When the news hit that Martin Luther King Jr. had been killed, I ‘d already begun gaining awareness of the outside world. I’d just turned 12 precisely a month before. Politics, the nation, the world, Vietnam, civil rights, women’s lib, unrest here and around the globe, Mayor Daley, President Johnson — they all held me rapt. I’d even written an essay for my elementary school newspaper, the Lovett Lantern, earlier that school year, explicating how I, putatively named the next president’s Secretary of State, might strive to solve the world’s problems. Those solutions seemed so logical, so achievable to me, a bright, cocksure pre-teen. Perhaps my favorite preamble line in those days: All we have to do is….

The following likely illustrates the overarching atmosphere in this holy land at the time — upon hearing the news that King was dead, I wasn’t at all surprised. In fact, if there were any wonder at all it would have been in thinking How did he survive this long?

Somehow I knew someone would get to King. Growing up in the neighborhood I did, it was clear there’d been an almost palpable desire on the part of the citizenry that some hero would come along and put the nation’s preeminent freedom fighter out of white America’s misery.

My first instinct was to suspect the FBI had pulled the trigger. The truth is The Man, in the person of J. Edgar Hoover or George Wallace or Strom Thurmond or any of a million other powerful whites needn’t have squeezed that trigger or even held the rifle steady for the shooter. For after some punk-assed loser had fired a round into King’s jaw and neck on that motel balcony in Memphis, all The Men and all The Little Guys in my neighborhood rose as one as if to cheer their team winning the World Series.

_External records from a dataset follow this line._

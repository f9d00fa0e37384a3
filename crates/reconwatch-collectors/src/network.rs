//! C8 — Network Security Collector.
//!
//! The original has no real probing logic for this capability, just a single
//! static finding (`examples/original_source/backend/app/services/orchestrator.py`,
//! `_generate_network_findings`). We keep that baseline finding but also
//! back its claim with real data: every run samples the shared beacon/tunnel
//! detector (`reconwatch_graph::beacon::BeaconDetector`) for patterns
//! already observed against the job's target, rather than just asserting
//! "detection_enabled" with nothing behind it.

use std::sync::Arc;

use async_trait::async_trait;
use chrono::Utc;
use reconwatch_graph::beacon::BeaconDetector;
use reconwatch_types::{Capability, Finding, Job, Severity};
use uuid::Uuid;

use crate::{Collector, CollectorError, Publisher};

pub struct NetworkSecurityCollector {
    beacons: Arc<BeaconDetector>,
}

impl NetworkSecurityCollector {
    pub fn new(beacons: Arc<BeaconDetector>) -> Self {
        Self { beacons }
    }
}

#[async_trait]
impl Collector for NetworkSecurityCollector {
    async fn run(&self, job: &Job, publish: &Publisher) -> Result<Vec<Finding>, CollectorError> {
        publish.progress(20, "checking tunnel/beacon detector state");

        let mut findings = vec![Finding {
            id: format!("find-{}", &Uuid::new_v4().simple().to_string()[..8]),
            capability: Capability::NetworkSecurity,
            severity: Severity::Low,
            risk_score: 20.0,
            title: "HTTP Tunnel Detection Capability".to_string(),
            description: "Network can detect HTTP tunneling attempts".to_string(),
            evidence: [("detection_enabled".to_string(), serde_json::Value::Bool(true))].into_iter().collect(),
            affected_assets: vec![job.target.clone()],
            recommendations: vec!["Continue monitoring".to_string()],
            discovered_at: Utc::now(),
            target: job.target.clone(),
        }];

        publish.progress(70, "correlating beaconing patterns for target");
        for pattern in self.beacons.detect() {
            if pattern.destination != job.target && pattern.source_ip != job.target {
                continue;
            }
            findings.push(Finding {
                id: format!("find-{}", &Uuid::new_v4().simple().to_string()[..8]),
                capability: Capability::NetworkSecurity,
                severity: Severity::High,
                risk_score: (pattern.confidence * 100.0).min(100.0),
                title: format!("Beaconing Pattern Detected: {}", pattern.destination),
                description: format!(
                    "{} contacted {} every ~{:.0}s with low variance ({} samples), consistent with C2 beaconing",
                    pattern.source_ip, pattern.destination, pattern.interval_seconds, pattern.sample_count
                ),
                evidence: [("pattern_id".to_string(), serde_json::Value::String(pattern.pattern_id.clone()))]
                    .into_iter()
                    .collect(),
                affected_assets: vec![pattern.source_ip.clone(), pattern.destination.clone()],
                recommendations: vec!["Isolate the source host and inspect the destination".to_string()],
                discovered_at: Utc::now(),
                target: job.target.clone(),
            });
        }

        for finding in &findings {
            publish.finding(finding.clone());
        }
        publish.progress(100, "network security scan complete");
        Ok(findings)
    }
}

#[cfg(test)]
mod tests {
    use super::*;
    use reconwatch_bus::Bus;
    use reconwatch_types::Priority;

    #[tokio::test]
    async fn run_always_reports_the_baseline_tunnel_detection_finding() {
        let collector = NetworkSecurityCollector::new(Arc::new(BeaconDetector::new()));
        let job = Job::new("job-1".to_string(), Capability::NetworkSecurity, "10.0.0.5".to_string(), Priority::Normal);
        let bus = Arc::new(Bus::new());
        let cancel = crate::CancelToken::new();
        let publish = Publisher::new(job.id.clone(), bus, cancel);
        let findings = collector.run(&job, &publish).await.unwrap();
        assert_eq!(findings.len(), 1);
        assert_eq!(findings[0].title, "HTTP Tunnel Detection Capability");
    }

    #[tokio::test]
    async fn beaconing_pattern_against_target_is_surfaced_as_a_finding() {
        let beacons = Arc::new(BeaconDetector::new());
        let base = Utc::now();
        for i in 0..10 {
            beacons.record_contact("10.0.0.5", "203.0.113.9", base + chrono::Duration::seconds(i * 60));
        }
        let collector = NetworkSecurityCollector::new(beacons);
        let job = Job::new("job-1".to_string(), Capability::NetworkSecurity, "203.0.113.9".to_string(), Priority::Normal);
        let bus = Arc::new(Bus::new());
        let cancel = crate::CancelToken::new();
        let publish = Publisher::new(job.id.clone(), bus, cancel);
        let findings = collector.run(&job, &publish).await.unwrap();
        assert_eq!(findings.len(), 2);
        assert!(findings[1].title.starts_with("Beaconing Pattern Detected"));
    }
}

There was no need for conspiracy. Out of a then-American population of 200 million, surely there’d be enough lone wolves, “hellhounds” (as aptly described by author Hampton Sides in his history of the assassination), to ensure that King would not trouble white America into the 1970s. Who knows how many moral runts like James Earl Ray trailed King through his final years, his final days? Only one’d be enough to get that clear shot, that killshot. And Ray got it.

Even more disturbing, who knows how many wealthy segregationists — oilmen, football team owners, industrial scions, et cetera — shelled out dough to Ray and countless other wretches, for whom a rich man’s pocket change was a veritable fortune, so as to keep them fed, roomed, gassed up, and pumped up as they followed King around the country, waiting, waiting, waiting for that perfect moment.

The next day, Friday, even more warm and oppressive, my city exploded. My family didn’t live terribly far from the West Side that had begun going up in flames in the morning. The sun was hazed over by the smoke from the fires wafting overhead. The sounds of sirens and helicopters cut through the miasma throughout the day, into the evening, and until a terrifying midnight storm, like the wrath of god, descended upon the city, cooling things down, if temporarily.

We don’t need to have freedom fighters gunned down anymore. We simply gaslight them into irrelevance.